I know my own answers, and maybe you know yours too. I'd like to highlight a few of them below.

1) Software development is a creative profession - in order to be successful programmers, we need to put ourselves in a clients shoes in order to effectively solve tech conundrums. In the process, we occasionally get to play around with new technologies, which provides us with ample opportunities to learn and enhance our skills. We are also given the chance to interact with a whole range of different people, from different vocations, and different walks of life - thereby enhancing the scope of our social network, and providing many different perspectives that we can then use to aid our discoveries.

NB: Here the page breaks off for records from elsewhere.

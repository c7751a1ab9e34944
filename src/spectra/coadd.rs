//! Inverse-variance weighted coaddition of repeated exposures.

use super::model::{CoaddedSpectrum, SpectralBand, Spectra};
use crate::error::{InspectorError, Result};

/// Combine every exposure of `band` into one spectrum.
///
/// Per wavelength bin, flux and resolution are averaged with the inverse
/// variances as weights and the output inverse variance is their sum. Where
/// every exposure has zero weight the flux is the plain mean of the inputs
/// and the output inverse variance is zero. A single exposure is returned
/// unchanged.
pub fn coadd(band: &SpectralBand) -> Result<CoaddedSpectrum> {
    let n_exp = band.num_exposures();
    let n_wave = band.num_wave();
    let n_diag = band.num_diag();

    if n_exp == 0 {
        return Err(InspectorError::validation(
            "cannot coadd a band without exposures",
        ));
    }
    if n_exp == 1 {
        return Ok(CoaddedSpectrum {
            wave: band.wave().to_vec(),
            flux: band.flux(0).to_vec(),
            ivar: band.ivar(0).to_vec(),
            resolution: band.resolution(0).to_vec(),
            n_diag,
        });
    }

    let mut weights = vec![0.0; n_wave];
    let mut weighted_flux = vec![0.0; n_wave];
    let mut unweighted_flux = vec![0.0; n_wave];
    let mut weighted_resolution = vec![0.0; n_diag * n_wave];

    for i in 0..n_exp {
        let flux = band.flux(i);
        let ivar = band.ivar(i);
        for w in 0..n_wave {
            weights[w] += ivar[w];
            weighted_flux[w] += flux[w] * ivar[w];
            unweighted_flux[w] += flux[w];
        }
        // an empty grid has no resolution rows to walk
        for (d, row) in band.resolution(i).chunks_exact(n_wave.max(1)).enumerate() {
            let out = &mut weighted_resolution[d * n_wave..(d + 1) * n_wave];
            for w in 0..n_wave {
                out[w] += row[w] * ivar[w];
            }
        }
    }

    let n = n_exp as f64;
    let flux: Vec<f64> = (0..n_wave)
        .map(|w| {
            if weights[w] > 0.0 {
                weighted_flux[w] / weights[w]
            } else {
                unweighted_flux[w] / n
            }
        })
        .collect();

    let resolution: Vec<f64> = weighted_resolution
        .iter()
        .enumerate()
        .map(|(k, r)| {
            let w = k % n_wave;
            if weights[w] > 0.0 {
                r / weights[w]
            } else {
                r / n
            }
        })
        .collect();

    Ok(CoaddedSpectrum {
        wave: band.wave().to_vec(),
        flux,
        ivar: weights,
        resolution,
        n_diag,
    })
}

/// Coadd the exposures of each target.
///
/// Targets are emitted in the order of `targetids` (default: order of first
/// appearance). The output fibermap keeps the first exposure row of each
/// target and every band holds one coadded row per target.
pub fn coadd_targets(spectra: &Spectra, targetids: Option<&[i64]>) -> Result<Spectra> {
    let targetids = match targetids {
        Some(ids) => ids.to_vec(),
        None => spectra.target_ids(),
    };
    let rows = spectra.exposure_target_ids();

    let mut groups = Vec::with_capacity(targetids.len());
    for id in &targetids {
        let members: Vec<usize> = rows
            .iter()
            .enumerate()
            .filter(|(_, t)| *t == id)
            .map(|(i, _)| i)
            .collect();
        if members.is_empty() {
            return Err(InspectorError::validation(format!(
                "TARGETID {id} has no exposures to coadd"
            )));
        }
        groups.push(members);
    }

    let first_rows: Vec<usize> = groups.iter().map(|g| g[0]).collect();
    let mut out = Spectra::new(spectra.fibermap().take(&first_rows))?;
    out.meta = spectra.meta.clone();

    for name in spectra.bands() {
        let Some(band) = spectra.band(name) else {
            continue;
        };
        let mut combined = SpectralBand::new(band.wave().to_vec(), band.num_diag());
        for members in &groups {
            let coadded = coadd(&band.take(members))?;
            combined.push_exposure(&coadded.flux, &coadded.ivar, &coadded.resolution)?;
        }
        out.add_band(name.clone(), combined)?;
    }

    Ok(out)
}
use std::fmt;
use std::io::Write;

use anyhow::{Context, Result};
use serde::ser::{SerializeMap, Serializer};
use serde::Serialize;

use super::model::{ColumnData, MetadataValue, Table};
use crate::error::InspectorError;
use crate::spectra::model::Spectra;

const TABLE_FORMATS: &[OutputFormat] = &[OutputFormat::Json, OutputFormat::Csv, OutputFormat::Ascii];
const SPECTRA_FORMATS: &[OutputFormat] = &[OutputFormat::Json];

// ---------------------------------------------------------------------------
// OutputFormat
// ---------------------------------------------------------------------------

#[derive(Debug, Clone, Copy, PartialEq, Eq)]
pub enum OutputFormat {
    /// `{"header": {...}, "data": {"COL": [...]}}`
    Json,
    Csv,
    /// Whitespace-separated columns with a header line.
    Ascii,
}

impl fmt::Display for OutputFormat {
    fn fmt(&self, f: &mut fmt::Formatter<'_>) -> fmt::Result {
        f.write_str(match self {
            OutputFormat::Json => "json",
            OutputFormat::Csv => "csv",
            OutputFormat::Ascii => "ascii",
        })
    }
}

impl OutputFormat {
    /// Parse a table output format (case-insensitive).
    pub fn for_table(name: &str) -> crate::error::Result<Self> {
        Self::parse(name, TABLE_FORMATS)
    }

    /// Parse a spectra output format (case-insensitive).
    pub fn for_spectra(name: &str) -> crate::error::Result<Self> {
        Self::parse(name, SPECTRA_FORMATS)
    }

    fn parse(name: &str, valid: &[OutputFormat]) -> crate::error::Result<Self> {
        let lower = name.to_lowercase();
        valid
            .iter()
            .copied()
            .find(|f| f.to_string() == lower)
            .ok_or_else(|| {
                let names: Vec<String> = valid.iter().map(|f| f.to_string()).collect();
                InspectorError::validation(format!(
                    "Unsupported table format='{lower}'; supported formats are {}",
                    names.join(", ")
                ))
            })
    }
}

// ---------------------------------------------------------------------------
// Tables
// ---------------------------------------------------------------------------

/// Reject tables too long to render.
pub fn check_table_size(table: &Table, max_rows: usize) -> crate::error::Result<()> {
    let n = table.len();
    if n > max_rows {
        return Err(InspectorError::validation(format!(
            "Your query resulted in {n} targets, which is too many for us to realistically display. \
             Please limit your query to return less than {max_rows} targets."
        )));
    }
    Ok(())
}

/// One-line summary such as `3 targets within 30 arcsec of RA,dec=(210,5)`.
pub fn describe_targets(table: &Table) -> String {
    let n = table.len();
    let meta = |key: &str| table.meta.get(key).and_then(MetadataValue::as_f64);
    match (meta("RA"), meta("DEC"), meta("RADIUS")) {
        (Some(ra), Some(dec), Some(radius)) => format!(
            "{n} targets within {} arcsec of RA,dec=({},{})",
            trim_decimals(radius, 1),
            trim_decimals(ra, 4),
            trim_decimals(dec, 4)
        ),
        _ => format!("{n} targets"),
    }
}

/// Fixed-point text with trailing zeros (and a bare point) removed.
fn trim_decimals(value: f64, decimals: usize) -> String {
    let text = format!("{value:.decimals$}");
    if text.contains('.') {
        text.trim_end_matches('0').trim_end_matches('.').to_string()
    } else {
        text
    }
}

pub fn write_table<W: Write>(table: &Table, format: OutputFormat, out: W) -> Result<()> {
    match format {
        OutputFormat::Json => write_table_json(table, out),
        OutputFormat::Csv => write_delimited(table, b',', out),
        OutputFormat::Ascii => write_delimited(table, b' ', out),
    }
}

fn write_table_json<W: Write>(table: &Table, mut out: W) -> Result<()> {
    serde_json::to_writer(&mut out, &TableJson(table)).context("writing table JSON")?;
    writeln!(out)?;
    out.flush()?;
    Ok(())
}

fn write_delimited<W: Write>(table: &Table, delimiter: u8, out: W) -> Result<()> {
    let mut writer = csv::WriterBuilder::new().delimiter(delimiter).from_writer(out);
    writer.write_record(table.column_names())?;
    for row in 0..table.len() {
        writer.write_record(table.columns().iter().map(|c| cell_text(&c.data, row)))?;
    }
    writer.flush().context("flushing table output")?;
    Ok(())
}

fn cell_text(data: &ColumnData, row: usize) -> String {
    match data {
        ColumnData::Integer(v) => v[row].to_string(),
        ColumnData::Float(v) => v[row].to_string(),
        ColumnData::String(v) => v[row].clone(),
    }
}

/// Serializes as `{"header": meta, "data": {col: values}}`, columns in table order.
struct TableJson<'a>(&'a Table);

struct ColumnsJson<'a>(&'a Table);

impl Serialize for TableJson<'_> {
    fn serialize<S: Serializer>(&self, serializer: S) -> std::result::Result<S::Ok, S::Error> {
        let mut map = serializer.serialize_map(Some(2))?;
        map.serialize_entry("header", &self.0.meta)?;
        map.serialize_entry("data", &ColumnsJson(self.0))?;
        map.end()
    }
}

impl Serialize for ColumnsJson<'_> {
    fn serialize<S: Serializer>(&self, serializer: S) -> std::result::Result<S::Ok, S::Error> {
        let columns = self.0.columns();
        let mut map = serializer.serialize_map(Some(columns.len()))?;
        for column in columns {
            match &column.data {
                ColumnData::Integer(v) => map.serialize_entry(&column.name, v)?,
                ColumnData::Float(v) => map.serialize_entry(&column.name, v)?,
                ColumnData::String(v) => map.serialize_entry(&column.name, v)?,
            }
        }
        map.end()
    }
}

// ---------------------------------------------------------------------------
// Spectra
// ---------------------------------------------------------------------------

#[derive(Serialize)]
struct SpectraJson<'a> {
    meta: &'a std::collections::BTreeMap<String, String>,
    fibermap: TableJson<'a>,
    bands: Vec<BandJson<'a>>,
}

#[derive(Serialize)]
struct BandJson<'a> {
    name: &'a str,
    wave: &'a [f64],
    n_diag: usize,
    flux: Vec<&'a [f64]>,
    ivar: Vec<&'a [f64]>,
    resolution: Vec<&'a [f64]>,
}

/// Write spectra as one JSON document: metadata, fibermap table, then one
/// entry per band with per-row `flux`, `ivar` and flattened `resolution`.
pub fn write_spectra<W: Write>(spectra: &Spectra, mut out: W) -> Result<()> {
    let bands = spectra
        .bands()
        .iter()
        .filter_map(|name| spectra.band(name).map(|band| (name, band)))
        .map(|(name, band)| {
            let rows = 0..band.num_exposures();
            BandJson {
                name,
                wave: band.wave(),
                n_diag: band.num_diag(),
                flux: rows.clone().map(|i| band.flux(i)).collect(),
                ivar: rows.clone().map(|i| band.ivar(i)).collect(),
                resolution: rows.map(|i| band.resolution(i)).collect(),
            }
        })
        .collect();

    let doc = SpectraJson {
        meta: &spectra.meta,
        fibermap: TableJson(spectra.fibermap()),
        bands,
    };
    serde_json::to_writer(&mut out, &doc).context("writing spectra JSON")?;
    writeln!(out)?;
    out.flush()?;
    Ok(())
}
use std::collections::BTreeMap;
use std::path::Path;
use std::sync::Arc;

use anyhow::{bail, Context, Result};
use arrow::array::{Array, AsArray, Float32Array, Float64Array, LargeListArray, ListArray};
use arrow::compute::{cast, cast_with_options, CastOptions};
use arrow::datatypes::{DataType, Float64Type, Int64Type};
use log::{info, warn};
use parquet::arrow::arrow_reader::ParquetRecordBatchReaderBuilder;
use serde_json::Value as JsonValue;

use super::model::{ColumnData, MetadataValue, Table};
use crate::spectra::model::{SpectralBand, Spectra, TARGETID};

// ---------------------------------------------------------------------------
// Public entry-points
// ---------------------------------------------------------------------------

/// Load a catalog table from a file.  Dispatch by extension.
///
/// Supported formats:
/// * `.parquet` – scalar columns (integers, floats, strings, bools); list
///   columns are skipped
/// * `.json`    – `[{ "TARGETID": 1, "Z": 0.5, ... }, ...]` or the
///   `{ "header": {...}, "data": { "COL": [...] } }` layout written by
///   [`super::writer`]
/// * `.csv`     – header row; column types are inferred
pub fn load_table(path: &Path) -> Result<Table> {
    let ext = path
        .extension()
        .and_then(|e| e.to_str())
        .unwrap_or("")
        .to_ascii_lowercase();

    let table = match ext.as_str() {
        "parquet" | "pq" => read_parquet(path)?.0,
        "json" => load_json(path)?,
        "csv" => load_csv(path)?,
        other => bail!("Unsupported file extension: .{other}"),
    };
    info!("Loaded {} rows x {} columns from {}", table.len(), table.columns().len(), path.display());
    Ok(table)
}

/// Load per-exposure spectra from a Parquet file.
///
/// Expected schema, one row per (exposure, band):
/// - `TARGETID`: integer
/// - `BAND`: string
/// - `WAVE`, `FLUX`, `IVAR`: List<Float64> of equal length
/// - `RESOLUTION`: List<Float64>, the flattened `n_diag × n_wave` kernel
/// - any other scalar columns become fibermap columns
///
/// Every band must list the same targets in the same order.
pub fn load_exposures(path: &Path) -> Result<Spectra> {
    let (table, lists) = read_parquet(path)?;

    let bands = match table.column("BAND").map(|c| &c.data) {
        Some(ColumnData::String(v)) => v.clone(),
        _ => bail!("exposure file has no string BAND column"),
    };
    let targetids = table
        .int_column(TARGETID)
        .context("exposure file has no integer TARGETID column")?
        .to_vec();
    let list = |name: &str| {
        lists
            .get(name)
            .with_context(|| format!("exposure file has no {name} list column"))
    };
    let (wave, flux, ivar, resolution) = (list("WAVE")?, list("FLUX")?, list("IVAR")?, list("RESOLUTION")?);

    // band name -> row indices, bands in order of first appearance
    let mut band_order: Vec<String> = Vec::new();
    let mut band_rows: BTreeMap<String, Vec<usize>> = BTreeMap::new();
    for (row, band) in bands.iter().enumerate() {
        if !band_rows.contains_key(band) {
            band_order.push(band.clone());
        }
        band_rows.entry(band.clone()).or_default().push(row);
    }
    let Some(first_band) = band_order.first() else {
        bail!("exposure file {} has no rows", path.display());
    };

    let first_rows = &band_rows[first_band];
    let fibermap_ids: Vec<i64> = first_rows.iter().map(|&r| targetids[r]).collect();
    let mut fibermap = table.take(first_rows);
    fibermap.remove_column("BAND");
    let mut spectra = Spectra::new(fibermap)?;

    for name in &band_order {
        let rows = &band_rows[name];
        let ids: Vec<i64> = rows.iter().map(|&r| targetids[r]).collect();
        if ids != fibermap_ids {
            bail!("band {name} does not list the same exposures as band {first_band}");
        }

        let grid = &wave[rows[0]];
        if grid.is_empty() {
            bail!("band {name} has an empty wavelength grid");
        }
        let n_diag = resolution[rows[0]].len() / grid.len();
        let mut band = SpectralBand::new(grid.clone(), n_diag);
        for &row in rows {
            if wave[row] != *grid {
                bail!("row {row}: band {name} exposures do not share a wavelength grid");
            }
            band.push_exposure(&flux[row], &ivar[row], &resolution[row])
                .with_context(|| format!("row {row}, band {name}"))?;
        }
        spectra.add_band(name.clone(), band)?;
    }

    info!(
        "Loaded {} exposures of {} targets in bands {:?} from {}",
        spectra.len(),
        spectra.num_targets(),
        spectra.bands(),
        path.display()
    );
    Ok(spectra)
}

2) Problem solving is a key part of the job, and for me personally, an incredibly satisfying one. Sometimes, fixes may be small and quick, and sometimes they are more extensive - but whatever the size and scope, problem solving and logical/mathematical formulation always plays a part. If you love logic puzzles, you might very well enjoy programming!

3) Collaboration is another key part of successful software development. The stereotype conjures a picture of a lonely programmer, whiling away the time in a basement, and while this is true for some (or at least, some of the time), the majority of us need to be great communicators, and team players, in order to thrive in this career. Whether that is pairing with peers to share knowledge, or receiving advice from more advanced programmers regarding the best practices, and how certain systems work in a particular context. It is exceedingly important to be confident in asking for help, even if it seems like an admittance of failure, because bashing your head against a code base for hours on end isn't productive, and hurts the cranium. There are many, many people in this world - chances are there is at LEAST one who can help solve your puzzles. This is a perk that I am still learning to embrace as a newbie, but something I am determined to get right.

In summary, software engineering is a project-based, hands-on, and collaborative career path. At Civo, we embrace what we do, and we are commited to providing flexible solutions to real-world problems, big or small. We are solution providers. Why software engineering? We love it.